Présence irrégulière de feuillets de Canson Montgolfier-Canson (Davézieux et Annonay), noir, texturé et filigrané, insérées dans les ajours, sans inscriptions, marquant des coupures dans l’album.
Daté et localisé à la mine de graphite sur les deux contreplats.

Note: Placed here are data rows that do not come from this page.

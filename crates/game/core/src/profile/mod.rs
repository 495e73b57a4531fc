//! Per-user progress: aggregate stats, round history and progress flags.
//!
//! A [`UserProfile`] owns its history exclusively. Records are appended by
//! [`history::append`] and aggregates are derived by
//! [`crate::progression::ProgressionTracker`]; nothing else mutates a profile.

pub mod history;

mod flags;
mod record;

pub use flags::{Achievement, Achievements, Milestone, Milestones};
pub use record::GameRecord;

/// Durable progress of one player.
#[derive(Clone, Debug, PartialEq)]
#[cfg_attr(feature = "serde", derive(serde::Serialize, serde::Deserialize))]
#[cfg_attr(feature = "serde", serde(rename_all = "camelCase"))]
pub struct UserProfile {
    pub username: String,
    pub total_score: u32,
    pub games_played: u32,
    /// Fraction of games whose outcome was "Great".
    pub win_rate: f64,
    pub history: Vec<GameRecord>,
    #[cfg_attr(feature = "serde", serde(default))]
    pub milestones: Milestones,
    #[cfg_attr(feature = "serde", serde(default))]
    pub achievements: Achievements,
}

impl UserProfile {
    /// Fresh profile: no games, zero score, every flag unset.
    pub fn new(username: impl Into<String>) -> Self {
        Self {
            username: username.into(),
            total_score: 0,
            games_played: 0,
            win_rate: 0.0,
            history: Vec::new(),
            milestones: Milestones::default(),
            achievements: Achievements::default(),
        }
    }

    /// Case-insensitive identity used for lookups.
    pub fn key(&self) -> String {
        normalize_username(&self.username)
    }

    pub fn matches(&self, username: &str) -> bool {
        self.key() == normalize_username(username)
    }

    pub fn milestones_completed(&self) -> usize {
        self.milestones.count()
    }

    pub fn achievements_completed(&self) -> usize {
        self.achievements.count()
    }
}

/// Lookup key for a username: trimmed and lowercased.
pub fn normalize_username(username: &str) -> String {
    username.trim().to_lowercase()
}

#[cfg(test)]
mod tests {
    use super::*;

    #[test]
    fn new_profile_is_blank() {
        let profile = UserProfile::new("Alice");
        assert_eq!(profile.total_score, 0);
        assert_eq!(profile.games_played, 0);
        assert!(profile.history.is_empty());
        assert_eq!(profile.milestones, Milestones::default());
        assert_eq!(profile.achievements, Achievements::default());
        assert_eq!(profile.milestones_completed(), 0);
    }

    #[test]
    fn usernames_match_case_insensitively() {
        let profile = UserProfile::new("Alice");
        assert!(profile.matches("alice"));
        assert!(profile.matches("ALICE "));
        assert!(!profile.matches("alicia"));
        assert_eq!(profile.key(), "alice");
    }

    #[cfg(feature = "serde")]
    #[test]
    fn serializes_with_camel_case_field_names() {
        use crate::evaluate::Outcome;
        use crate::palette::{Color, Difficulty};

        let mut profile = UserProfile::new("Alice");
        profile.history.push(GameRecord {
            id: 1,
            difficulty: Difficulty::Medium,
            guessed_colors: vec![Color::Orange, Color::Red, Color::Yellow],
            target_colors: vec![Color::Red, Color::Orange, Color::Yellow],
            outcome_label: Outcome::AlmostThere,
            round_win_rate: 1.0 / 3.0,
            score: 2,
        });
        profile.milestones.over10_score = true;

        let json = serde_json::to_value(&profile).unwrap();
        assert_eq!(json["username"], "Alice");
        assert!(json.get("totalScore").is_some());
        assert!(json.get("gamesPlayed").is_some());
        assert!(json.get("winRate").is_some());
        assert_eq!(json["milestones"]["over10Score"], true);
        assert_eq!(json["achievements"]["explorersFirstStep"], false);

        let record = &json["history"][0];
        assert_eq!(record["difficulty"], "medium");
        assert_eq!(record["outcomeLabel"], "Almost There");
        assert_eq!(record["guessedColors"][0], "orange");
        assert_eq!(record["targetColors"][2], "yellow");

        let back: UserProfile = serde_json::from_value(json).unwrap();
        assert_eq!(back, profile);
    }
}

Daté aux deux contreplats, cachant les textes sous les vignettes, mélangeant la trame du comics comme celle des textes originaux, tout l’album point du lit-tige est fait pour contredire les habitudes de lecture, mêler des rythmes et marier des espaces distincts.





Transcription
(numéros de pages entre parenthèses ; notation « [] » quand un carré noir est collé dans un des angles)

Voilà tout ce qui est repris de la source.